Wow! translate experiments, that's impressive I would love to find out how the scrawny hand-writing, contained inside the standard lab notebook, dog-eared and drenched in all manner or reagents, gets translated into an ontology, that's more impressive than the ontology itself.
However on a more serious note, I agree with the concept, that something like this should exist. It would definately help in dissemination and analysis of data (providing the data is freely provided and in a standard structure of format), but this kind of process, an ontology for all of science, would have to have a major open development across all scientific disciplines, as FUGO (Functional Genomics Investigation Ontology) are doing, in order to be agreed upon and for the claim that it represents all scientific experiments.
Going by the article, and snooping around the EXPO site, a cross discipline development process doesn't appear to have taken place, or planned for the future (my apologies if this is not the case). And according to the article it has been tested on two use-cases, one on particle physics and one on evolutionary biology, this must be the only wet-lab science that exists these days. It would be interesting to see if the large scale collaboration effort of FUGO agrees with or already has a similar structure to EXPO
A quote at the bottom of the article says "Software to speed up this process could be a big boost ", I think he meant to say, "This would be impossible without software being available from the wet-lab bench, to data storage, to the publication process".
Big Up
Posted by peanutbutter in Uncategorized on June 2, 2006
Hey this is just note that fellow bioinformatician and apparently bon vivant (at first glance bon voyeur), geek and chappist, Dan Swan has spotted my blog, so he goes on the blog roll.
Journals but not as we know it
Posted by peanutbutter in bioinformatics, Journals Publishing on June 1, 2006
There is an interview on Wired magazine on Harold Varmus, the Nobel laureate and former director of the National Institute of Health. The premise of the article is not on his prize winning exploits but rather his involvement and the setting up of PLoS (The Public Library of Science), which is an open access scientific publishing platform. Many comments and opinions exist on PLoS and its impact but I think the most interesting section of the article is on the new PLoS journal which is due to be launched in the summer called PLoS ONE.
"And this summer, Varmus and his colleagues will launch PLoS One, a paperless journal that will publish online any paper that evaluators deem “scientifically legitimate.” Each article will generate a thread for comment and review. Great papers will be recognized by the discussion they generate, and bad ones will fade away. "Our mission is to transform how science publishing is done,” Varmus says. “We aren’t trying to torpedo the industry.
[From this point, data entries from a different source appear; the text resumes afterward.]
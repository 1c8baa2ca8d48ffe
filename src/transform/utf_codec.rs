//! UTF-8 alias remapping.
//!
//! Valid UTF-8 blocks are recoded by ranking the distinct code points by
//! frequency and replacing each one with its rank: one byte for the 128 most
//! frequent, two bytes (continuation bit in the low byte) for the rest, up
//! to 32767 aliases. The dictionary of packed code points travels in the
//! block header. Anything that fails validation, or does not shrink by at
//! least 10%, is declined.
//!
use log::debug;

use super::{corrupt, declined, ByteTransform, TransformError, TransformResult, Transformed};
use crate::tools::context::{Context, DataType};

pub const MIN_BLOCK_SIZE: usize = 1024;

/// Byte count of a UTF-8 sequence by lead byte high nibble; 0 = not a lead.
const SIZES: [usize; 16] = [1, 1, 1, 1, 1, 1, 1, 1, 0, 0, 0, 0, 2, 2, 3, 4];

/// Packs 1-4 UTF-8 bytes into (length-tag << 21) | payload. None when the
/// lead byte class is invalid.
fn pack(p: &[u8]) -> Option<(u32, usize)> {
    match SIZES[(p[0] >> 4) as usize] {
        1 => Some((p[0] as u32, 1)),
        2 => Some((
            (1 << 21) | (((p[0] & 0x1F) as u32) << 6) | ((p[1] & 0x3F) as u32),
            2,
        )),
        3 => Some((
            (2 << 21)
                | (((p[0] & 0x0F) as u32) << 12)
                | (((p[1] & 0x3F) as u32) << 6)
                | ((p[2] & 0x3F) as u32),
            3,
        )),
        4 => Some((
            (3 << 21)
                | (((p[0] & 0x07) as u32) << 18)
                | (((p[1] & 0x3F) as u32) << 12)
                | (((p[2] & 0x3F) as u32) << 6)
                | ((p[3] & 0x3F) as u32),
            4,
        )),
        _ => None,
    }
}

/// Inverse of pack. Returns the byte count written, 0 for an invalid value.
fn unpack(val: u32, out: &mut [u8]) -> usize {
    match val >> 21 {
        0 => {
            out[0] = val as u8;
            1
        }
        1 => {
            out[0] = 0xC0 | (val >> 6) as u8;
            out[1] = 0x80 | (val & 0x3F) as u8;
            2
        }
        2 => {
            out[0] = 0xE0 | (val >> 12) as u8;
            out[1] = 0x80 | ((val >> 6) & 0x3F) as u8;
            out[2] = 0x80 | (val & 0x3F) as u8;
            3
        }
        3 => {
            out[0] = 0xF0 | (val >> 18) as u8;
            out[1] = 0x80 | ((val >> 12) & 0x3F) as u8;
            out[2] = 0x80 | ((val >> 6) & 0x3F) as u8;
            out[3] = 0x80 | (val & 0x3F) as u8;
            4
        }
        _ => 0,
    }
}

/// Histogram-based validation against the Unicode 14 UTF-8 table: forbidden
/// lead bytes, the four restricted continuation windows, and a requirement
/// that at least a quarter of the block is continuation bytes.
fn validate(block: &[u8]) -> bool {
    let mut freqs0 = [0_u32; 256];
    let mut pairs = vec![0_u32; 65536];
    let mut prv = 0_usize;

    for &b in block {
        let cur = b as usize;
        freqs0[cur] += 1;
        pairs[(prv << 8) + cur] += 1;
        prv = cur;
    }

    // U+0000..U+007F          00..7F
    // U+0080..U+07FF          C2..DF 80..BF
    // U+0800..U+0FFF          E0 A0..BF 80..BF
    // U+1000..U+CFFF          E1..EC 80..BF 80..BF
    // U+D000..U+D7FF          ED 80..9F 80..BF 80..BF
    // U+E000..U+FFFF          EE..EF 80..BF 80..BF
    // U+10000..U+3FFFF        F0 90..BF 80..BF 80..BF
    // U+40000..U+FFFFF        F1..F3 80..BF 80..BF 80..BF
    // U+100000..U+10FFFF      F4 80..8F 80..BF 80..BF
    if freqs0[0xC0] > 0 || freqs0[0xC1] > 0 {
        return false;
    }
    for f in &freqs0[0xF5..=0xFF] {
        if *f > 0 {
            return false;
        }
    }

    let mut continuations = 0_u32;
    for i in 0..256 {
        if !(0xA0..=0xBF).contains(&i) && pairs[(0xE0 << 8) + i] > 0 {
            return false;
        }
        if !(0x80..=0x9F).contains(&i) && pairs[(0xED << 8) + i] > 0 {
            return false;
        }
        if !(0x90..=0xBF).contains(&i) && pairs[(0xF0 << 8) + i] > 0 {
            return false;
        }
        if !(0x80..=0xBF).contains(&i) && pairs[(0xF4 << 8) + i] > 0 {
            return false;
        }
        if (0x80..=0xBF).contains(&i) {
            continuations += freqs0[i];
        }
    }

    // Ad-hoc threshold
    continuations as usize >= block.len() / 4
}

pub struct UtfCodec {
    /// Frequency then alias per packed code point, 2^23 slots, reused
    alias_map: Vec<u32>,
}

impl UtfCodec {
    pub fn new() -> Self {
        Self { alias_map: Vec::new() }
    }
}

impl Default for UtfCodec {
    fn default() -> Self {
        Self::new()
    }
}

impl ByteTransform for UtfCodec {
    fn forward(&mut self, src: &[u8], dst: &mut [u8], ctx: &mut Context) -> TransformResult {
        let count = src.len();
        if count == 0 {
            return Ok(Transformed { consumed: 0, produced: 0 });
        }
        if count < MIN_BLOCK_SIZE || dst.len() < count {
            return declined(0, 0);
        }
        // A block another stage already typed as something else is not ours
        let hint = ctx.data_type();
        if hint != DataType::Undefined && hint != DataType::Utf8 {
            return declined(0, 0);
        }
        let must_validate = hint != DataType::Utf8;

        // First symbols may be truncated by the block boundary
        let mut start = 0_usize;
        while start < 4 && SIZES[(src[start] >> 4) as usize] == 0 {
            start += 1;
        }

        if must_validate && !validate(&src[start..count - 4]) {
            return declined(0, 0);
        }

        if self.alias_map.is_empty() {
            self.alias_map = vec![0_u32; 1 << 23];
        } else {
            self.alias_map.fill(0);
        }
        let alias_map = &mut self.alias_map;

        // Count the distinct packed code points
        let mut symbols: Vec<u32> = Vec::with_capacity(4096);
        let mut i = start;
        while i < count - 4 {
            let Some((val, s)) = pack(&src[i..]) else {
                return declined(0, 0);
            };
            if alias_map[val as usize] == 0 {
                symbols.push(val);
                if symbols.len() >= 32768 {
                    return declined(0, 0);
                }
            }
            alias_map[val as usize] += 1;
            i += s;
        }
        if symbols.is_empty() {
            return declined(0, 0);
        }

        // Rank by descending frequency; ties broken on the symbol value so
        // the output is identical across runs
        symbols.sort_unstable_by(|&a, &b| {
            alias_map[b as usize]
                .cmp(&alias_map[a as usize])
                .then(a.cmp(&b))
        });

        // The output must beat the input by 10% or the transform is pointless
        let budget = count - count / 10;
        let n = symbols.len();
        if 4 + 3 * n + start >= budget {
            return declined(0, 0);
        }

        // Header: start, adjust (fixed up later), map size, then the map
        let mut dst_idx = 2_usize;
        dst[dst_idx] = (n >> 8) as u8;
        dst[dst_idx + 1] = n as u8;
        dst_idx += 2;
        for (rank, &sym) in symbols.iter().enumerate() {
            alias_map[sym as usize] = rank as u32;
            dst[dst_idx] = (sym >> 16) as u8;
            dst[dst_idx + 1] = (sym >> 8) as u8;
            dst[dst_idx + 2] = sym as u8;
            dst_idx += 3;
        }

        // Leading truncated bytes, stored raw
        dst[dst_idx..dst_idx + start].copy_from_slice(&src[..start]);
        dst_idx += start;

        // Emit aliases
        let mut src_idx = start;
        while src_idx < count - 4 {
            let (val, s) = pack(&src[src_idx..]).unwrap_or((0, 1));
            src_idx += s;
            let mut alias = alias_map[val as usize];
            if dst_idx + 2 > budget {
                return declined(src_idx, dst_idx);
            }
            if alias >= 128 {
                dst[dst_idx] = (alias | 0x80) as u8;
                dst_idx += 1;
                alias >>= 7;
            }
            dst[dst_idx] = alias as u8;
            dst_idx += 1;
        }

        dst[0] = start as u8;
        dst[1] = (src_idx - (count - 4)) as u8;

        // Trailing truncated bytes, stored raw
        while src_idx < count {
            dst[dst_idx] = src[src_idx];
            dst_idx += 1;
            src_idx += 1;
        }

        debug!("UTF8 codec: {} code points, {} -> {} bytes", n, count, dst_idx);
        if dst_idx < budget {
            // Publish the finding so later chain stages skip their own probes
            ctx.set_data_type(DataType::Utf8);
            Ok(Transformed { consumed: count, produced: dst_idx })
        } else {
            declined(count, dst_idx)
        }
    }

    fn inverse(&mut self, src: &[u8], dst: &mut [u8], _ctx: &mut Context) -> TransformResult {
        let count = src.len();
        if count == 0 {
            return Ok(Transformed { consumed: 0, produced: 0 });
        }
        if count < 4 {
            return corrupt("UTF8 block shorter than its header");
        }

        let start = src[0] as usize;
        let adjust = src[1] as usize;
        let n = ((src[2] as usize) << 8) + src[3] as usize;

        // Protect against invalid header fields
        if n == 0 || n >= 32768 || 3 * n >= count || 4 + 3 * n > count || start > 4 || adjust > 3 {
            return corrupt("UTF8 map header out of range");
        }

        // Build the inverse mapping; slots beyond n stay unspecified and are
        // never read for a well-formed block
        let mut map = vec![0_u32; 32768];
        let mut src_idx = 4_usize;
        for slot in map.iter_mut().take(n) {
            *slot = ((src[src_idx] as u32) << 16)
                | ((src[src_idx + 1] as u32) << 8)
                | src[src_idx + 2] as u32;
            src_idx += 3;
        }

        let src_end = count - 4 + adjust;
        let mut dst_idx = 0_usize;

        if src_idx + start > count || start > dst.len() {
            return corrupt("UTF8 block shorter than its prefix");
        }
        dst[..start].copy_from_slice(&src[src_idx..src_idx + start]);
        dst_idx += start;
        src_idx += start;

        while src_idx < src_end {
            let mut alias = src[src_idx] as usize;
            src_idx += 1;
            if alias >= 128 {
                let Some(&next) = src.get(src_idx) else {
                    return corrupt("UTF8 alias stream truncated");
                };
                src_idx += 1;
                alias = ((next as usize) << 7) + (alias & 0x7F);
            }

            if dst_idx + 4 > dst.len() {
                return corrupt("UTF8 output does not fit the buffer");
            }
            let s = unpack(map[alias], &mut dst[dst_idx..]);
            if s == 0 {
                return corrupt("UTF8 alias maps to an invalid code point");
            }
            dst_idx += s;
        }

        // Trailing raw bytes
        let tail = count - src_end;
        if src_idx + tail > count || dst_idx + tail > dst.len() {
            return corrupt("UTF8 tail out of range");
        }
        dst[dst_idx..dst_idx + tail].copy_from_slice(&src[src_idx..src_idx + tail]);
        dst_idx += tail;
        src_idx += tail;

        if src_idx == count {
            Ok(Transformed { consumed: count, produced: dst_idx })
        } else {
            corrupt("UTF8 block has trailing data")
        }
    }

    fn max_encoded_len(&self, n: usize) -> usize {
        n
    }
}

#[cfg(test)]
mod test {
    use super::*;

    fn codec() -> UtfCodec {
        UtfCodec::new()
    }

    /// Zipfian-ish text: a few very frequent code points, a long tail of
    /// rare ones, mixing 1, 2 and 3 byte sequences.
    fn utf8_block(target: usize) -> Vec<u8> {
        let mut out = String::new();
        let mut k = 0_u32;
        while out.len() < target {
            out.push_str("the quick δοκιμή ");
            out.push(char::from_u32(0x4E00 + (k % 500)).unwrap());
            out.push(char::from_u32(0x3B1 + (k % 20)).unwrap());
            out.push(' ');
            k += 1;
        }
        out.into_bytes()
    }

    #[test]
    fn pack_unpack_test() {
        let mut buf = [0_u8; 4];
        for ch in ['A', 'é', '€', '𝄞'] {
            let mut enc = [0_u8; 4];
            let s = ch.encode_utf8(&mut enc).len();
            let (val, len) = pack(&enc).unwrap();
            assert_eq!(len, s);
            assert_eq!(unpack(val, &mut buf), s);
            assert_eq!(&buf[..s], &enc[..s]);
        }
        // Continuation byte is not a lead
        assert!(pack(&[0x80, 0, 0, 0]).is_none());
    }

    #[test]
    fn validate_test() {
        let good = utf8_block(4096);
        assert!(validate(&good));

        // Overlong encodings are banned outright
        let mut bad = good.clone();
        bad[100] = 0xC0;
        assert!(!validate(&bad));

        // Plain ASCII has no continuation bytes at all
        let ascii = vec![b'a'; 4096];
        assert!(!validate(&ascii));
    }

    #[test]
    fn round_trip_test() {
        let data = utf8_block(20_000);
        let mut ctx = Context::new();
        let mut c = codec();
        let mut mid = vec![0_u8; data.len()];
        let r = c.forward(&data, &mut mid, &mut ctx).unwrap();
        assert_eq!(r.consumed, data.len());
        assert!(r.produced <= data.len() - data.len() / 10);
        // A successful pass publishes the detected type for later stages
        assert_eq!(ctx.data_type(), DataType::Utf8);

        let mut out = vec![0_u8; data.len()];
        let r2 = codec().inverse(&mid[..r.produced], &mut out, &mut ctx).unwrap();
        assert_eq!(r2.produced, data.len());
        assert_eq!(out, data);
    }

    #[test]
    fn truncated_lead_round_trip_test() {
        // Block starts mid-sequence: stray continuation bytes up front
        let mut data = utf8_block(8_000);
        data[0] = 0x99;
        data[1] = 0x8A;
        let mut ctx = Context::new();
        let mut c = codec();
        let mut mid = vec![0_u8; data.len()];
        let r = c.forward(&data, &mut mid, &mut ctx).unwrap();
        let mut out = vec![0_u8; data.len()];
        codec().inverse(&mid[..r.produced], &mut out, &mut ctx).unwrap();
        assert_eq!(out, data);
    }

    #[test]
    fn declines_noise_test() {
        let mut seed = 42_u64;
        let data: Vec<u8> = (0..8192)
            .map(|_| {
                seed = seed.wrapping_mul(6364136223846793005).wrapping_add(1442695040888963407);
                (seed >> 56) as u8
            })
            .collect();
        let mut mid = vec![0_u8; data.len()];
        assert!(matches!(
            codec().forward(&data, &mut mid, &mut Context::new()),
            Err(TransformError::Declined { .. })
        ));
    }

    #[test]
    fn declines_small_and_hinted_test() {
        let data = utf8_block(512);
        let mut mid = vec![0_u8; 1024];
        assert!(codec()
            .forward(&data[..512], &mut mid, &mut Context::new())
            .is_err());

        // A block another stage already classified as EXE is left alone
        let mut ctx = Context::new();
        ctx.set_data_type(DataType::Exe);
        let big = utf8_block(4096);
        let mut mid = vec![0_u8; big.len()];
        assert!(matches!(
            codec().forward(&big, &mut mid, &mut ctx),
            Err(TransformError::Declined { .. })
        ));
        assert_eq!(ctx.data_type(), DataType::Exe);
    }

    #[test]
    fn corrupt_map_test() {
        // Map size field exceeding the block
        let src = [0_u8, 0, 0x7F, 0xFF, 1, 2, 3, 4];
        let mut out = vec![0_u8; 64];
        assert!(matches!(
            codec().inverse(&src, &mut out, &mut Context::new()),
            Err(TransformError::DataCorruption(_))
        ));
    }
}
But we are definitely going to change it.” "
This effectively destroys the current peer review system and allows for continuous peer review or an article as more knowledge and opinions develop over the years. It will also permit comment by "experts" that would not have been involved in the traditional peer-review process.
Although there also could be a dark side to the comments where "my paper is better than your paper", or biased comments where a competing interest is evident.
All in all however, I think this is a massive step forward and a massive shake up of the scientific publication process. I hope there is a strong emphasis on providing all the available data in the appropriate standard formats for the domain and if this is the case then I am all for it.